Eu próprio tive muitas vezes a possibilidade de gritar. [...]
Por que é que me calo então?"
Isso me fez lembrar daqueles dias. E da culpa que me persegue e me assalta. Muitas vezes não sei nem de onde veio, se foi de um cheiro ou de um olhar que me lembre dele.
Eu morei na capital até os 10 anos. Depois, me mudei para uma cidade no interior, por causa dos meus avós que foram para um sítio e meus pais foram para cuidar deles. Não conseguimos passar um mês debaixo do mesmo teto até que as brigas resultassem na gente ser expulso daquela casa. Meus pais, numa cidade estranha, foram para a primeira casa que conseguiram arrumar. Num bairro não muito nobre, com várias outras famílias morando perto. Eram três casas num mesmo terreno. Uma delas tinha esse garoto. Neto da senhoria, 16 anos. 
Ele queria passar a mão em mim, me ver nua. Eu disse que não, muitas e muitas vezes. (Talvez não com a veemência necessária. Eu deveria ter gritado, pedido ajuda). Mas depois eu pensei que, se eu cedesse, ele iria parar e me deixar em paz. Se meus pais soubessem que isso estava acontecendo, eles iriam querer se mudar na hora.
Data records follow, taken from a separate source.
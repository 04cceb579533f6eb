// esbflow/src/pipeline/path.rs

//! Maps processor instances to their position strings within a flow.

use crate::core::processor::{processor_key, Processor};
use parking_lot::Mutex;
use std::collections::{HashMap, VecDeque};
use std::sync::Arc;
use tracing::{event, Level};

struct PathCache {
  paths: HashMap<usize, String>,
  // Containers whose inner paths have not been asked for yet.
  pending: VecDeque<Arc<dyn Processor>>,
  // Keeps every keyed processor alive so its address cannot be reused while cached.
  retained: Vec<Arc<dyn Processor>>,
}

impl PathCache {
  fn build(flow_name: &str, processors: &[Arc<dyn Processor>]) -> Self {
    let mut cache = PathCache {
      paths: HashMap::with_capacity(processors.len()),
      pending: VecDeque::new(),
      retained: Vec::with_capacity(processors.len()),
    };
    for (idx, processor) in processors.iter().enumerate() {
      cache.insert(processor, format!("/{}/processors/{}", flow_name, idx));
      if processor.path_container().is_some() {
        cache.pending.push_back(Arc::clone(processor));
      }
    }
    cache
  }

  // First resolution of a processor wins.
  fn insert(&mut self, processor: &Arc<dyn Processor>, path: String) {
    let key = processor_key(processor.as_ref());
    if let std::collections::hash_map::Entry::Vacant(slot) = self.paths.entry(key) {
      slot.insert(path);
      self.retained.push(Arc::clone(processor));
    }
  }
}

/// Lazily built, memoized processor path lookup.
///
/// Static processors are addressed as `/<flow>/processors/<index>`. Processors
/// managed inside a path container are addressed by the path the container
/// reports. Each container is asked for its inner paths at most once until the
/// cache is invalidated.
pub(crate) struct ProcessorPathResolver {
  flow_name: String,
  cache: Mutex<Option<PathCache>>,
}

impl ProcessorPathResolver {
  pub(crate) fn new(flow_name: String) -> Self {
    Self {
      flow_name,
      cache: Mutex::new(None),
    }
  }

  /// Drops the cache; the next lookup rebuilds it from the current topology.
  pub(crate) fn invalidate(&self) {
    *self.cache.lock() = None;
  }

  pub(crate) fn resolve(&self, processors: &[Arc<dyn Processor>], target: &dyn Processor) -> Option<String> {
    let key = processor_key(target);
    // Held across container resolution so no container is built twice.
    let mut guard = self.cache.lock();
    let cache = guard.get_or_insert_with(|| PathCache::build(&self.flow_name, processors));

    if let Some(path) = cache.paths.get(&key) {
      return Some(path.clone());
    }

    while let Some(container) = cache.pending.pop_front() {
      let Some(paths) = container.path_container().map(|c| c.inner_paths()) else {
        continue;
      };
      event!(Level::TRACE, flow = %self.flow_name, container = %container.name(), entries = paths.len(), "Resolved container inner paths.");
      for (inner, path) in paths {
        cache.insert(&inner, path);
      }
      if let Some(path) = cache.paths.get(&key) {
        return Some(path.clone());
      }
    }
    None
  }
}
A gente estava sem dinheiro, porque tinham sido duas mudanças, sendo uma para mais de 200 km, num período de dois meses. Não queria estragar mais a vida deles, estavam sofrendo muito.  E eu só conseguia pensar que iria piorar a situação. Mas mesmo assim deveria ter gritado.
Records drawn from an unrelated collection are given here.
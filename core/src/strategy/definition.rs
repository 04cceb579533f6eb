// esbflow/src/strategy/definition.rs

//! Processing strategy values and where a flow's strategy came from.

use crate::config::{CONFIG_OWNER, DEFAULT_ASYNC_MAX_WORKERS, DEFAULT_ASYNC_QUEUE_CAPACITY};
use crate::error::{FlowError, FlowResult};
use std::fmt;

/// Sizing of the bounded worker pool behind asynchronous hand-off.
#[derive(Debug, Clone, Copy, PartialEq, Eq)]
pub struct AsyncSettings {
  pub max_workers: usize,
  pub queue_capacity: usize,
}

impl AsyncSettings {
  /// Fails when either size is zero.
  pub fn new(max_workers: usize, queue_capacity: usize) -> FlowResult<Self> {
    if max_workers == 0 || queue_capacity == 0 {
      return Err(FlowError::illegal_state(
        CONFIG_OWNER,
        format!(
          "asynchronous pool sizes must be greater than zero (workers={}, queue={})",
          max_workers, queue_capacity
        ),
      ));
    }
    Ok(Self {
      max_workers,
      queue_capacity,
    })
  }
}

impl Default for AsyncSettings {
  fn default() -> Self {
    Self {
      max_workers: DEFAULT_ASYNC_MAX_WORKERS,
      queue_capacity: DEFAULT_ASYNC_QUEUE_CAPACITY,
    }
  }
}

/// Policy deciding how a flow executes its chain for each event.
#[derive(Debug, Clone, Copy, PartialEq, Eq)]
pub enum ProcessingStrategy {
  /// Engine default. Request-response events run on the calling task, one-way
  /// events are handed to the container's worker pool. Needs no source capability.
  Default,
  /// The chain runs on the calling task; no hand-off.
  Synchronous,
  /// Every event is queued for a worker and the caller is acknowledged
  /// immediately without a response.
  Asynchronous(AsyncSettings),
  /// The chain runs on a spawned task that may resume on any runtime thread.
  /// Requires a source implementing `NonBlockingMessageSource`.
  NonBlocking,
}

impl ProcessingStrategy {
  pub fn asynchronous() -> Self {
    ProcessingStrategy::Asynchronous(AsyncSettings::default())
  }

  /// Parses a configuration value. `settings` sizes the pool of `asynchronous`.
  pub fn parse(value: &str, settings: AsyncSettings) -> Option<Self> {
    match value.trim().to_ascii_lowercase().as_str() {
      "default" => Some(ProcessingStrategy::Default),
      "synchronous" | "sync" => Some(ProcessingStrategy::Synchronous),
      "asynchronous" | "async" => Some(ProcessingStrategy::Asynchronous(settings)),
      "non-blocking" | "non_blocking" | "nonblocking" => Some(ProcessingStrategy::NonBlocking),
      _ => None,
    }
  }

  pub fn is_synchronous(&self) -> bool {
    matches!(self, ProcessingStrategy::Synchronous)
  }

  pub fn is_asynchronous(&self) -> bool {
    matches!(self, ProcessingStrategy::Asynchronous(_))
  }

  pub fn is_non_blocking(&self) -> bool {
    matches!(self, ProcessingStrategy::NonBlocking)
  }
}

impl fmt::Display for ProcessingStrategy {
  fn fmt(&self, f: &mut fmt::Formatter<'_>) -> fmt::Result {
    match self {
      ProcessingStrategy::Default => f.write_str("default"),
      ProcessingStrategy::Synchronous => f.write_str("synchronous"),
      ProcessingStrategy::Asynchronous(settings) => write!(
        f,
        "asynchronous(workers={}, queue={})",
        settings.max_workers, settings.queue_capacity
      ),
      ProcessingStrategy::NonBlocking => f.write_str("non-blocking"),
    }
  }
}

/// Which precedence level supplied a flow's strategy.
#[derive(Debug, Clone, Copy, PartialEq, Eq)]
pub enum StrategySource {
  /// Set on the flow itself.
  Explicit,
  /// Taken from the container's `EngineConfig`.
  ContainerDefault,
  /// Neither was set; the engine's own default applies.
  EngineDefault,
}

/// A strategy together with the level it was resolved from.
#[derive(Debug, Clone, Copy, PartialEq, Eq)]
pub struct ResolvedStrategy {
  pub strategy: ProcessingStrategy,
  pub source: StrategySource,
}
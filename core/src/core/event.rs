// esbflow/src/core/event.rs

//! The message event that travels through a flow.

use std::collections::HashMap;

/// How the originating source expects the flow to answer.
#[derive(Debug, Clone, Copy, PartialEq, Eq, Default)]
pub enum MessageExchangePattern {
  /// The caller waits for the processed event.
  #[default]
  RequestResponse,
  /// The caller does not expect a response.
  OneWay,
}

/// A message event: a payload plus the flow variables attached to it.
///
/// Events are moved through a chain by value. Each processor receives the event
/// produced by its predecessor and returns the event handed to its successor.
#[derive(Debug, Clone, Default, PartialEq, Eq)]
pub struct Event {
  payload: String,
  variables: HashMap<String, String>,
  exchange_pattern: MessageExchangePattern,
}

impl Event {
  pub fn new(payload: impl Into<String>) -> Self {
    Self {
      payload: payload.into(),
      variables: HashMap::new(),
      exchange_pattern: MessageExchangePattern::RequestResponse,
    }
  }

  /// Creates an event whose source does not wait for a response.
  pub fn one_way(payload: impl Into<String>) -> Self {
    Self {
      exchange_pattern: MessageExchangePattern::OneWay,
      ..Self::new(payload)
    }
  }

  pub fn payload(&self) -> &str {
    &self.payload
  }

  pub fn set_payload(&mut self, payload: impl Into<String>) {
    self.payload = payload.into();
  }

  pub fn append_payload(mut self, suffix: &str) -> Self {
    self.payload.push_str(suffix);
    self
  }

  pub fn into_payload(self) -> String {
    self.payload
  }

  pub fn variable(&self, key: &str) -> Option<&str> {
    self.variables.get(key).map(String::as_str)
  }

  pub fn variables(&self) -> &HashMap<String, String> {
    &self.variables
  }

  pub fn set_variable(&mut self, key: impl Into<String>, value: impl Into<String>) {
    self.variables.insert(key.into(), value.into());
  }

  pub fn with_variable(mut self, key: impl Into<String>, value: impl Into<String>) -> Self {
    self.set_variable(key, value);
    self
  }

  pub fn exchange_pattern(&self) -> MessageExchangePattern {
    self.exchange_pattern
  }

  pub fn with_exchange_pattern(mut self, pattern: MessageExchangePattern) -> Self {
    self.exchange_pattern = pattern;
    self
  }

  pub fn is_one_way(&self) -> bool {
    self.exchange_pattern == MessageExchangePattern::OneWay
  }
}

impl From<&str> for Event {
  fn from(payload: &str) -> Self {
    Event::new(payload)
  }
}

impl From<String> for Event {
  fn from(payload: String) -> Self {
    Event::new(payload)
  }
}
Será que eles acreditariam?
Será que, mesmo depois de eu ter dito sim, eu não era culpada?
Será que eu sou culpada? 
Isso aconteceu por vários meses. Quando o rapaz chegava em casa, eu ia direto ter com ele, por medo de que, se não fizesse suas vontades, ele fosse contar para meus pais. Um absurdo! Um contrassenso! 
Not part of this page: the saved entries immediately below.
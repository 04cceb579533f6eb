// esbflow/src/config.rs

//! Container-wide configuration consulted by every flow of a container.

use crate::error::{FlowError, FlowResult};
use crate::strategy::{AsyncSettings, ProcessingStrategy};
use std::env;

pub const DEFAULT_ASYNC_MAX_WORKERS: usize = 16;
pub const DEFAULT_ASYNC_QUEUE_CAPACITY: usize = 1024;

pub(crate) const CONFIG_OWNER: &str = "<config>";

#[derive(Debug, Clone, PartialEq, Eq)]
pub struct EngineConfig {
  /// Strategy used by flows that do not set one explicitly.
  pub default_processing_strategy: Option<ProcessingStrategy>,
  /// Worker pool sizing for the `Default` strategy's one-way hand-off.
  pub async_max_workers: usize,
  pub async_queue_capacity: usize,
  /// Whether starting a flow also starts its message source. Flows may override it.
  pub start_message_sources: bool,
}

impl Default for EngineConfig {
  fn default() -> Self {
    Self {
      default_processing_strategy: None,
      async_max_workers: DEFAULT_ASYNC_MAX_WORKERS,
      async_queue_capacity: DEFAULT_ASYNC_QUEUE_CAPACITY,
      start_message_sources: true,
    }
  }
}

impl EngineConfig {
  pub fn new() -> Self {
    Self::default()
  }

  /// Loads configuration from the environment, reading a `.env` file first if present.
  ///
  /// Recognised variables:
  /// - `ESBFLOW_DEFAULT_PROCESSING_STRATEGY`: `default`, `synchronous`, `asynchronous` or `non-blocking`
  /// - `ESBFLOW_ASYNC_MAX_WORKERS`
  /// - `ESBFLOW_ASYNC_QUEUE_CAPACITY`
  /// - `ESBFLOW_START_MESSAGE_SOURCES`: `true` or `false`
  pub fn from_env() -> FlowResult<Self> {
    dotenvy::dotenv().ok();

    let mut config = Self::default();

    if let Ok(value) = env::var("ESBFLOW_ASYNC_MAX_WORKERS") {
      config.async_max_workers = parse_positive("ESBFLOW_ASYNC_MAX_WORKERS", &value)?;
    }
    if let Ok(value) = env::var("ESBFLOW_ASYNC_QUEUE_CAPACITY") {
      config.async_queue_capacity = parse_positive("ESBFLOW_ASYNC_QUEUE_CAPACITY", &value)?;
    }
    if let Ok(value) = env::var("ESBFLOW_START_MESSAGE_SOURCES") {
      config.start_message_sources = value.trim().parse::<bool>().map_err(|e| {
        FlowError::illegal_state(CONFIG_OWNER, format!("Invalid ESBFLOW_START_MESSAGE_SOURCES: {}", e))
      })?;
    }
    if let Ok(value) = env::var("ESBFLOW_DEFAULT_PROCESSING_STRATEGY") {
      let settings = AsyncSettings::new(config.async_max_workers, config.async_queue_capacity)?;
      config.default_processing_strategy = Some(ProcessingStrategy::parse(&value, settings).ok_or_else(|| {
        FlowError::illegal_state(
          CONFIG_OWNER,
          format!("Invalid ESBFLOW_DEFAULT_PROCESSING_STRATEGY value '{}'", value),
        )
      })?);
    }

    tracing::debug!(config = ?config, "Engine configuration loaded.");
    Ok(config)
  }

  pub fn with_default_processing_strategy(mut self, strategy: ProcessingStrategy) -> Self {
    self.default_processing_strategy = Some(strategy);
    self
  }

  /// Sizes the `Default` strategy's worker pool. Both values must be positive.
  pub fn with_async_workers(mut self, max_workers: usize, queue_capacity: usize) -> FlowResult<Self> {
    let settings = AsyncSettings::new(max_workers, queue_capacity)?;
    self.async_max_workers = settings.max_workers;
    self.async_queue_capacity = settings.queue_capacity;
    Ok(self)
  }

  pub fn with_start_message_sources(mut self, start: bool) -> Self {
    self.start_message_sources = start;
    self
  }

  /// Worker pool settings derived from this configuration.
  pub fn async_settings(&self) -> FlowResult<AsyncSettings> {
    AsyncSettings::new(self.async_max_workers, self.async_queue_capacity)
  }
}

fn parse_positive(var_name: &str, value: &str) -> FlowResult<usize> {
  match value.trim().parse::<usize>() {
    Ok(n) if n > 0 => Ok(n),
    Ok(_) => Err(FlowError::illegal_state(CONFIG_OWNER, format!("{} must be greater than zero", var_name))),
    Err(e) => Err(FlowError::illegal_state(CONFIG_OWNER, format!("Invalid {}: {}", var_name, e))),
  }
}
//! Speaking answers: text cleanup, synthesis tiers, media playback and
//! lip-sync

pub mod media;
#[cfg(feature = "audio-io")]
pub mod output;
pub mod sanitize;
pub mod synthesizer;
pub mod viseme;
pub mod wav;

pub use media::{DeviceSpeech, MediaBackend, MediaElement, MediaSource, NoMedia, SilentDevice, SpeechBackend};
#[cfg(feature = "audio-io")]
pub use output::SpeakerOutput;
pub use sanitize::sanitize_for_speech;
pub use synthesizer::{PlaybackMode, PlaybackSource, PlaybackState, Spoken, Synthesizer};
pub use viseme::{LipFrame, LipSync, Phoneme, Viseme};
pub use wav::{amplitude_envelope, AmplitudeEnvelope};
Não acredito que conseguia pensar assim. E o fantasma fica ainda mais assustador, porque não vejo outra atitude em mim, mesmo hoje. Quando me tocam sem eu querer, meu pavor é tanto que não consigo dizer "não". 
Nunca consegui chorar por isso. Nunca consegui dizer as palavras "fui abusada". Porque será que fui mesmo?
Será que não é algo da minha cabeça?
Me ajuda?

Meus comentários: B., querida, você foi abusada. Não é preciso que alguém coloque uma arma na sua cabeça para ser abuso. Imagine que um cara desarmado diga pra você: "Se você não transar comigo, eu mato os seus pais". Ou: "Se você não transar comigo, eu estupro a sua irmã menor". Ou mesmo: "Se você não transar comigo, eu espalho fotos íntimas suas por toda a internet". É estupro mediante ameaça, não é?
O seu caso foi parecido. Você sabia que, se o rapaz contasse pros seus pais, vocês iriam ter que se mudar novamente, sem dinheiro, sem ter pra onde ir. Contar a eles era a coisa certa a se fazer, lógico, mas você tinha dez anos e não queria atrapalhar a vida deles. Você não queria fazer nada com o rapaz, mas você cedeu por medo. 
Audre Lorde: Mulheres são poderosas
e perigosas
Foi abuso. Mas não se culpe de jeito nenhum, e muito menos permita que esse trauma te defina. Bola pra frente. Espante esse fantasma. Treine dizer "não". Você é muito mais forte do que pensa.